Failing to get good data into and out of your supply chain management IT system is like filling a Lamborghini with nail polish remover and expecting it to win the Grand Prix.

How do you get quality supply chain data? Start with your technology platform.

Major global supply chains involve many partners with independently developed IT systems, using myriad data formats, as well as different codes for locations, countries, and currencies.

Even if you wrap your arms around all that, partners, codes, and formats all change over time, making supply chain information management grubby, complicated, and messy.

Many companies deal with the problem by insisting that all partners adhere to their format and codes. That's one way to alienate partners and ensure that software implementation takes forever.

A much better approach is to make sure you have a flexible technology platform that can accept different formats; deal with different partners sending different codes that mean the same thing; and handle formats and codes that change over time.

Other important dimensions to your technology platform's flexibility go beyond formats and codes. You may have standardized the data you receive from partners for all supply chain events, but what if it gets delivered in a different order - say, purchase order information comes in after the packing list? You need a system that can park information somewhere until it can link to other, more recent data.

Keys are Key

Then there are "keys," which are the reason why you are asked for a SSN or a phone number when you go to a video store. You need a technology platform that can deal with different partners identifying documents using different keys.

One partner might identify a shipment with a TA number, while another chooses a combination of bill of lading and container number. Solutions that have assumptions about these keys buried in programming code are inflexible. Look for technology that lets you configure the keys by document type and partner.

Lastly, you need to consider your technology platform's ability to configure the data and documents you receive with the actual business process that triggered them.

For example, does a set of dates defining a ship window mean that you can't invoice for any merchandise delivered after midnight on the last date? Or does it mean that's the broad window a supplier should aim for?

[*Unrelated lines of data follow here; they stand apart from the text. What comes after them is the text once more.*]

//! Async task endpoints.
//!
//! Submission validates the request eagerly (a task that can never run is
//! rejected with 400 instead of failing later), stores the original body
//! as the task params, and returns the task id. Status and result are
//! plain store reads; batch endpoints apply the single-task operation per
//! entry and report per-entry outcomes.

use crate::auth;
use crate::error::ApiError;
use crate::server::AppState;
use axum::extract::{Path, Query, State};
use axum::http::{HeaderMap, StatusCode};
use axum::Json;
use chrono::{DateTime, Utc};
use dreamgate::generation::{RawCompositionRequest, RawImageRequest, RawVideoRequest};
use dreamgate::task::{Task, TaskError, TaskParams, TaskStats, TaskStatus, TaskType};
use serde::{Deserialize, Serialize};
use serde_json::json;
use std::sync::Arc;

/// Response for a newly created task.
#[derive(Serialize)]
pub struct TaskCreatedResponse {
    pub task_id: String,
    pub status: TaskStatus,
    pub created_at: DateTime<Utc>,
}

/// Status view of a task.
#[derive(Serialize)]
pub struct TaskStatusResponse {
    pub task_id: String,
    pub task_type: TaskType,
    pub status: TaskStatus,
    pub progress: u8,
    pub priority: i32,
    pub created_at: DateTime<Utc>,
    pub started_at: Option<DateTime<Utc>>,
    pub completed_at: Option<DateTime<Utc>>,
    #[serde(skip_serializing_if = "Option::is_none")]
    pub error: Option<String>,
}

impl From<Task> for TaskStatusResponse {
    fn from(task: Task) -> Self {
        Self {
            task_id: task.id,
            task_type: task.task_type,
            status: task.status,
            progress: task.progress,
            priority: task.priority,
            created_at: task.created_at,
            started_at: task.started_at,
            completed_at: task.completed_at,
            error: task.error,
        }
    }
}

/// POST /v1/async/images/generations
pub async fn submit_image(
    State(state): State<Arc<AppState>>,
    headers: HeaderMap,
    Json(body): Json<serde_json::Value>,
) -> Result<(StatusCode, Json<TaskCreatedResponse>), ApiError> {
    submit(state, &headers, TaskType::ImageGeneration, body)
}

/// POST /v1/async/images/compositions
pub async fn submit_composition(
    State(state): State<Arc<AppState>>,
    headers: HeaderMap,
    Json(body): Json<serde_json::Value>,
) -> Result<(StatusCode, Json<TaskCreatedResponse>), ApiError> {
    submit(state, &headers, TaskType::ImageComposition, body)
}

/// POST /v1/async/videos/generations
pub async fn submit_video(
    State(state): State<Arc<AppState>>,
    headers: HeaderMap,
    Json(body): Json<serde_json::Value>,
) -> Result<(StatusCode, Json<TaskCreatedResponse>), ApiError> {
    submit(state, &headers, TaskType::VideoGeneration, body)
}

/// Shared submission path.
fn submit(
    state: Arc<AppState>,
    headers: &HeaderMap,
    task_type: TaskType,
    body: serde_json::Value,
) -> Result<(StatusCode, Json<TaskCreatedResponse>), ApiError> {
    let token = auth::bearer_token(headers)?;
    let credential = dreamgate::credential::Credential::parse(&token);
    if credential.is_empty() {
        return Err(ApiError::unauthorized("empty refresh token"));
    }

    validate_for(task_type, &body)?;
    let priority = body.get("priority").and_then(|p| p.as_i64()).unwrap_or(0) as i32;

    let task = state.engine.store().create(
        task_type,
        TaskParams {
            credential: token,
            request: body,
        },
        priority,
        Some(credential.session_id()),
    );

    Ok((
        StatusCode::CREATED,
        Json(TaskCreatedResponse {
            task_id: task.id,
            status: task.status,
            created_at: task.created_at,
        }),
    ))
}

/// Eager validation: reject tasks that could never run.
fn validate_for(task_type: TaskType, body: &serde_json::Value) -> Result<(), ApiError> {
    match task_type {
        TaskType::ImageGeneration => {
            let raw: RawImageRequest = parse_body(body)?;
            raw.validate()?;
        }
        TaskType::ImageComposition => {
            let raw: RawCompositionRequest = parse_body(body)?;
            raw.validate()?;
        }
        TaskType::VideoGeneration => {
            let raw: RawVideoRequest = parse_body(body)?;
            raw.validate()?;
        }
    }
    Ok(())
}

fn parse_body<R: serde::de::DeserializeOwned>(body: &serde_json::Value) -> Result<R, ApiError> {
    serde_json::from_value(body.clone())
        .map_err(|e| ApiError::bad_request(format!("malformed request body: {}", e)))
}

/// GET /v1/async/tasks/{id}/status
pub async fn status(
    State(state): State<Arc<AppState>>,
    Path(id): Path<String>,
) -> Result<Json<TaskStatusResponse>, ApiError> {
    let task = state
        .engine
        .store()
        .get(&id)
        .ok_or(TaskError::NotFound(id))?;
    Ok(Json(task.into()))
}

/// GET /v1/async/tasks/{id}/result
pub async fn result(
    State(state): State<Arc<AppState>>,
    Path(id): Path<String>,
) -> Result<Json<serde_json::Value>, ApiError> {
    let task = state
        .engine
        .store()
        .get(&id)
        .ok_or_else(|| TaskError::NotFound(id.clone()))?;

    if task.status != TaskStatus::Completed {
        return Err(TaskError::NotCompleted {
            id,
            status: task.status,
        }
        .into());
    }

    Ok(Json(json!({
        "task_id": task.id,
        "status": task.status,
        "result": task.result.unwrap_or_default(),
        "completed_at": task.completed_at,
    })))
}

/// DELETE /v1/async/tasks/{id}/cancel
pub async fn cancel(
    State(state): State<Arc<AppState>>,
    Path(id): Path<String>,
) -> Result<Json<serde_json::Value>, ApiError> {
    let changed = state.engine.store().cancel(&id)?;
    let task = state
        .engine
        .store()
        .get(&id)
        .ok_or_else(|| TaskError::NotFound(id.clone()))?;
    Ok(Json(json!({
        "task_id": id,
        "cancelled": changed,
        "status": task.status,
    })))
}

/// DELETE /v1/async/tasks/{id}
pub async fn remove(
    State(state): State<Arc<AppState>>,
    Path(id): Path<String>,
) -> Result<StatusCode, ApiError> {
    state.engine.store().delete(&id)?;
    Ok(StatusCode::NO_CONTENT)
}

/// Query parameters of the task listing.
#[derive(Deserialize)]
pub struct ListQuery {
    #[serde(default)]
    pub status: Option<TaskStatus>,
    #[serde(default = "default_limit")]
    pub limit: usize,
}

fn default_limit() -> usize {
    50
}

/// GET /v1/async/tasks: the caller's own tasks.
pub async fn list(
    State(state): State<Arc<AppState>>,
    headers: HeaderMap,
    Query(query): Query<ListQuery>,
) -> Result<Json<Vec<TaskStatusResponse>>, ApiError> {
    let credential = auth::credential(&headers)?;
    let session = credential.session_id();
    let tasks = state
        .engine
        .store()
        .list(Some(&session), query.status, query.limit.min(500));
    Ok(Json(tasks.into_iter().map(Into::into).collect()))
}

/// GET /v1/async/stats
pub async fn stats(State(state): State<Arc<AppState>>) -> Json<TaskStats> {
    Json(state.engine.store().stats())
}

/// One entry of a batch submission.
#[derive(Deserialize)]
pub struct BatchEntry {
    pub task_type: TaskType,
    pub request: serde_json::Value,
}

#[derive(Deserialize)]
pub struct BatchSubmitRequest {
    pub tasks: Vec<BatchEntry>,
}

/// POST /v1/async/batch/submit: tasks are created one by one; each
/// entry succeeds or fails independently.
pub async fn batch_submit(
    State(state): State<Arc<AppState>>,
    headers: HeaderMap,
    Json(body): Json<BatchSubmitRequest>,
) -> Result<Json<serde_json::Value>, ApiError> {
    // Authentication failures reject the whole batch.
    auth::credential(&headers)?;

    let mut results = Vec::with_capacity(body.tasks.len());
    for entry in body.tasks {
        match submit(Arc::clone(&state), &headers, entry.task_type, entry.request) {
            Ok((_, Json(created))) => results.push(json!({
                "task_id": created.task_id,
                "status": created.status,
            })),
            Err(e) => results.push(json!({
                "error": e.message(),
            })),
        }
    }
    Ok(Json(json!({ "results": results })))
}

#[derive(Deserialize)]
pub struct BatchCancelRequest {
    pub task_ids: Vec<String>,
}

/// DELETE /v1/async/batch/cancel
pub async fn batch_cancel(
    State(state): State<Arc<AppState>>,
    Json(body): Json<BatchCancelRequest>,
) -> Json<serde_json::Value> {
    let mut results = Vec::with_capacity(body.task_ids.len());
    for id in body.task_ids {
        match state.engine.store().cancel(&id) {
            Ok(changed) => results.push(json!({"task_id": id, "cancelled": changed})),
            Err(e) => results.push(json!({"task_id": id, "error": e.to_string()})),
        }
    }
    Json(json!({ "results": results }))
}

Getting your data platform right puts you in a position to monitor data quality in a smart way, but it's just the beginning. You need to implement processes to monitor and resolve issues as they arise.

You should be running weekly and monthly reports to measure the data in your system: What percentage of locations were not mapped? What percentage of updates came too late? Are you getting accurate, complete, and timely messages?

These additional processes and attention incur costs that are usually not factored into the system's initial price or implementation. It requires a dedicated team that might stretch your in-house capabilities. But an on-demand supply chain vendor can provide this data service for you.

Whatever you choose, remember that you need good fuel in your car, and you need good data in your supply chain management system.